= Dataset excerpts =
* * * *
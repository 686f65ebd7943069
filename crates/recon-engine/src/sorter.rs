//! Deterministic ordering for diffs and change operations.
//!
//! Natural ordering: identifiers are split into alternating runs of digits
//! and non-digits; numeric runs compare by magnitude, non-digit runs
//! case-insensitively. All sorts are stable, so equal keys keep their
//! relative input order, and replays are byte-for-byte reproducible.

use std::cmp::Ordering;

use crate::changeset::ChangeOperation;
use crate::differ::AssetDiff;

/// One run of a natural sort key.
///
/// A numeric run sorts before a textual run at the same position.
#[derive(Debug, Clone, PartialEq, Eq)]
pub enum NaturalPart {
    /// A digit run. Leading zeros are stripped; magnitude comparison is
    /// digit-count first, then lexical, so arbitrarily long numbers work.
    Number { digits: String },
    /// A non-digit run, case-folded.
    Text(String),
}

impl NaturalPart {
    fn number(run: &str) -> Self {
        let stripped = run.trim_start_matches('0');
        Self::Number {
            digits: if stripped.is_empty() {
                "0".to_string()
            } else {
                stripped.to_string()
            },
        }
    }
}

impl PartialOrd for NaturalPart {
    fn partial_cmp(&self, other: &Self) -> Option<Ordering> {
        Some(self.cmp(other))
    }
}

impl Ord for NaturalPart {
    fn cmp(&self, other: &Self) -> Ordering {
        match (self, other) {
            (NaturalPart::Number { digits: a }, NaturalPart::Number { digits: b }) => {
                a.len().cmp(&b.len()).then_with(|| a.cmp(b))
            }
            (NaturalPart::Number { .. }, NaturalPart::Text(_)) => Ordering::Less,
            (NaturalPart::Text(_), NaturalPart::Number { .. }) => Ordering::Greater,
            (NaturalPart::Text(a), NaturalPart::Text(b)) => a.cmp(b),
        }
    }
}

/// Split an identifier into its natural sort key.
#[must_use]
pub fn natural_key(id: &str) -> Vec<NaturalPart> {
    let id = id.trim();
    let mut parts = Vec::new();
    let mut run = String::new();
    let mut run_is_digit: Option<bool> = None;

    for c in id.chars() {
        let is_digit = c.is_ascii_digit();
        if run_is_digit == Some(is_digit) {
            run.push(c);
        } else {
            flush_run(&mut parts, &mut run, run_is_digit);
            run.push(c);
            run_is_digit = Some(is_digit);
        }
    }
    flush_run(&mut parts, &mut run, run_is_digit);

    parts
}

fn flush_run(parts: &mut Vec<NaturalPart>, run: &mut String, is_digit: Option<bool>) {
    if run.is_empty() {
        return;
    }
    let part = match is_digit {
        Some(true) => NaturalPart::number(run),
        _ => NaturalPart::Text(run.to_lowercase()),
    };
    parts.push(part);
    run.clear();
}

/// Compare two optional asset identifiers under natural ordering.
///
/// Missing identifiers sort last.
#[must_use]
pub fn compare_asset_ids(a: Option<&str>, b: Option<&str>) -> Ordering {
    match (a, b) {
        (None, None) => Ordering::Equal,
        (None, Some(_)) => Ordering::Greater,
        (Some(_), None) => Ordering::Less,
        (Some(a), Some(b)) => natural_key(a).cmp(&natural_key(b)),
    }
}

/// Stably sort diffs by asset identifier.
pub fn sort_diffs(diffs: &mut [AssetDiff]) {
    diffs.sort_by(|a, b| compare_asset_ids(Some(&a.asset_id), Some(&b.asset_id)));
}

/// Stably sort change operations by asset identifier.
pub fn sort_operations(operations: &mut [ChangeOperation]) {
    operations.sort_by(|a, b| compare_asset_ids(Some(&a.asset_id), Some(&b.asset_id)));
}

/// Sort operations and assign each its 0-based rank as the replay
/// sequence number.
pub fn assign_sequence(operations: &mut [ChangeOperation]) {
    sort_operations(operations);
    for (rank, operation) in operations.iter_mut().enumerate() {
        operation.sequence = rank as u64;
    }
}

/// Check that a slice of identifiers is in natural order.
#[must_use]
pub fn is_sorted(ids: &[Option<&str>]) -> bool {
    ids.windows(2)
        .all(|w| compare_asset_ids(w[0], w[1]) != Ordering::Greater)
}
* * * *
= WORK ITEM =
Go through the records above, find every line with the word "Less", and list those lines.

= OUTPUT OF THE TASK =
            (NaturalPart::Number { .. }, NaturalPart::Text(_)) => Ordering::Less,
        (Some(_), None) => Ordering::Less,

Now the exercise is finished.